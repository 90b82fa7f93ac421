//! Passage chunking: sources → overlapping multi-sentence retrieval units.
//!
//! Each source snippet is segmented into sentences, then expanded into every
//! 1–3 sentence window. The overlap is deliberate: retrieval can match a
//! claim against either a single precise sentence or its surrounding
//! context. Pure function of its input, so re-chunking the same sources
//! yields identical passages.

use crate::types::{Passage, Source};
use crosscheck_common::VerifyConfig;
use unicode_segmentation::UnicodeSegmentation;

/// Abbreviations whose trailing period UAX-29 treats as a sentence
/// terminator when the next word is capitalized.
const ABBREVIATIONS: &[&str] = &[
    "mr", "mrs", "ms", "dr", "prof", "rev", "gen", "sen", "rep", "gov", "jr", "sr", "st", "no",
    "inc", "ltd", "co", "corp", "dept", "univ", "assn", "bros", "vs", "etc", "approx", "est",
    "e.g", "i.e", "u.s", "u.s.a", "u.k", "u.n", "d.c",
];

/// Split text into sentences, re-attaching segments that UAX-29 breaks
/// after common abbreviations ("Mr.", "U.S.A.", "Inc.").
pub(crate) fn split_sentences(text: &str) -> Vec<String> {
    let mut out: Vec<String> = Vec::new();
    for seg in text.unicode_sentences() {
        let seg = seg.trim();
        if seg.is_empty() {
            continue;
        }
        if let Some(prev) = out.last_mut() {
            if ends_with_abbreviation(prev) {
                prev.push(' ');
                prev.push_str(seg);
                continue;
            }
        }
        out.push(seg.to_string());
    }
    out
}

fn ends_with_abbreviation(sentence: &str) -> bool {
    if !sentence.ends_with('.') {
        return false;
    }
    let last_word = sentence
        .rsplit(|c: char| c.is_whitespace())
        .next()
        .unwrap_or(sentence);
    let stripped = last_word.trim_end_matches('.').to_lowercase();
    if stripped.is_empty() {
        return false;
    }
    // Single-letter initials ("Harry S. Truman") read as abbreviations too.
    if stripped.chars().count() == 1 && stripped.chars().all(|c| c.is_alphabetic()) {
        return true;
    }
    ABBREVIATIONS.contains(&stripped.as_str())
}

/// Derive overlapping passages from every source.
///
/// Sentences shorter than `cfg.min_sentence_len` are dropped as passage
/// material. A source whose snippet segments to nothing usable still emits
/// one whole-snippet passage when the raw snippet is long enough; empty or
/// whitespace-only snippets emit nothing. `source_index` is 1-based and
/// matches the `[n]` citation numbering used by the answer.
pub fn chunk_sources_into_passages(sources: &[Source], cfg: &VerifyConfig) -> Vec<Passage> {
    let mut passages = Vec::new();

    for (i, source) in sources.iter().enumerate() {
        let source_index = i + 1;
        let snippet = source.snippet.trim();
        if snippet.is_empty() {
            continue;
        }

        let sentences: Vec<String> = split_sentences(snippet)
            .into_iter()
            .filter(|s| s.len() >= cfg.min_sentence_len)
            .collect();

        if sentences.is_empty() {
            if snippet.len() >= cfg.min_sentence_len {
                passages.push(Passage {
                    text: snippet.to_string(),
                    source_id: source.id.clone(),
                    source_index,
                    source_title: source.title.clone(),
                });
            }
            continue;
        }

        for j in 0..sentences.len() {
            for window in 1..=cfg.max_passage_window {
                if j + window > sentences.len() {
                    break;
                }
                passages.push(Passage {
                    text: sentences[j..j + window].join(" "),
                    source_id: source.id.clone(),
                    source_index,
                    source_title: source.title.clone(),
                });
            }
        }
    }

    passages
}

#[cfg(test)]
mod tests {
    use super::*;

    fn source(id: &str, snippet: &str) -> Source {
        Source {
            id: id.to_string(),
            title: format!("title-{id}"),
            url: format!("https://example.com/{id}"),
            snippet: snippet.to_string(),
            published_date: None,
        }
    }

    #[test]
    fn empty_source_list_yields_no_passages() {
        assert!(chunk_sources_into_passages(&[], &VerifyConfig::default()).is_empty());
    }

    #[test]
    fn abbreviations_stay_attached() {
        let sentences = split_sentences(
            "Mr. Smith joined Acme Inc. as chief executive. The board approved the move.",
        );
        assert_eq!(sentences.len(), 2);
        assert!(sentences[0].contains("Mr. Smith"));
        assert!(sentences[0].contains("Acme Inc. as chief executive."));
    }

    #[test]
    fn initials_are_not_sentence_breaks() {
        let sentences =
            split_sentences("Harry S. Truman served two terms. He left office in 1953.");
        assert_eq!(sentences.len(), 2);
        assert!(sentences[0].starts_with("Harry S. Truman"));
    }

    #[test]
    fn three_sentences_produce_all_window_sizes() {
        let s = source(
            "s1",
            "The first sentence is long enough. The second sentence is also long enough. \
             The third sentence rounds out the set.",
        );
        let passages = chunk_sources_into_passages(&[s], &VerifyConfig::default());
        // windows: 3x single, 2x pair, 1x triple
        assert_eq!(passages.len(), 6);
        assert!(passages.iter().all(|p| p.source_index == 1));
        let triple = passages
            .iter()
            .find(|p| p.text.contains("first") && p.text.contains("third"))
            .expect("triple window");
        assert!(!triple.text.contains('\n'));
    }

    #[test]
    fn short_sentences_are_dropped() {
        let s = source("s1", "Tiny. This sentence clears the minimum length bar easily.");
        let passages = chunk_sources_into_passages(&[s], &VerifyConfig::default());
        assert_eq!(passages.len(), 1);
        assert!(!passages[0].text.contains("Tiny"));
    }

    #[test]
    fn unsegmentable_snippet_falls_back_to_whole_snippet() {
        // Every individual sentence is under the minimum length, but the
        // snippet as a whole is usable.
        let s = source("s1", "Revenue up. Margins up. Guidance raised.");
        let passages = chunk_sources_into_passages(&[s], &VerifyConfig::default());
        assert_eq!(passages.len(), 1);
        assert_eq!(passages[0].text, "Revenue up. Margins up. Guidance raised.");
    }

    #[test]
    fn whitespace_snippet_yields_nothing() {
        let s = source("s1", "   \n  ");
        assert!(chunk_sources_into_passages(&[s], &VerifyConfig::default()).is_empty());
    }

    #[test]
    fn source_indices_are_one_based_and_bounded() {
        let sources = vec![
            source("a", "The first source has a single usable sentence."),
            source("b", "The second source also has a single usable sentence."),
        ];
        let passages = chunk_sources_into_passages(&sources, &VerifyConfig::default());
        assert!(passages
            .iter()
            .all(|p| p.source_index >= 1 && p.source_index <= sources.len()));
        assert!(passages.iter().any(|p| p.source_index == 2));
    }

    #[test]
    fn chunking_is_idempotent() {
        let sources = vec![source(
            "a",
            "The first sentence is long enough. The second sentence is also long enough.",
        )];
        let cfg = VerifyConfig::default();
        let first: Vec<String> = chunk_sources_into_passages(&sources, &cfg)
            .into_iter()
            .map(|p| p.text)
            .collect();
        let second: Vec<String> = chunk_sources_into_passages(&sources, &cfg)
            .into_iter()
            .map(|p| p.text)
            .collect();
        assert_eq!(first, second);
    }
}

> **HOW TO COMPLETE THIS TASK**:
Could you copy every line in the records that holds "Truman"?

> **ANSWER TO THIS PROBLEM**:
    // Single-letter initials ("Harry S. Truman") read as abbreviations too.
            split_sentences("Harry S. Truman served two terms. He left office in 1953.");
        assert!(sentences[0].starts_with("Harry S. Truman"));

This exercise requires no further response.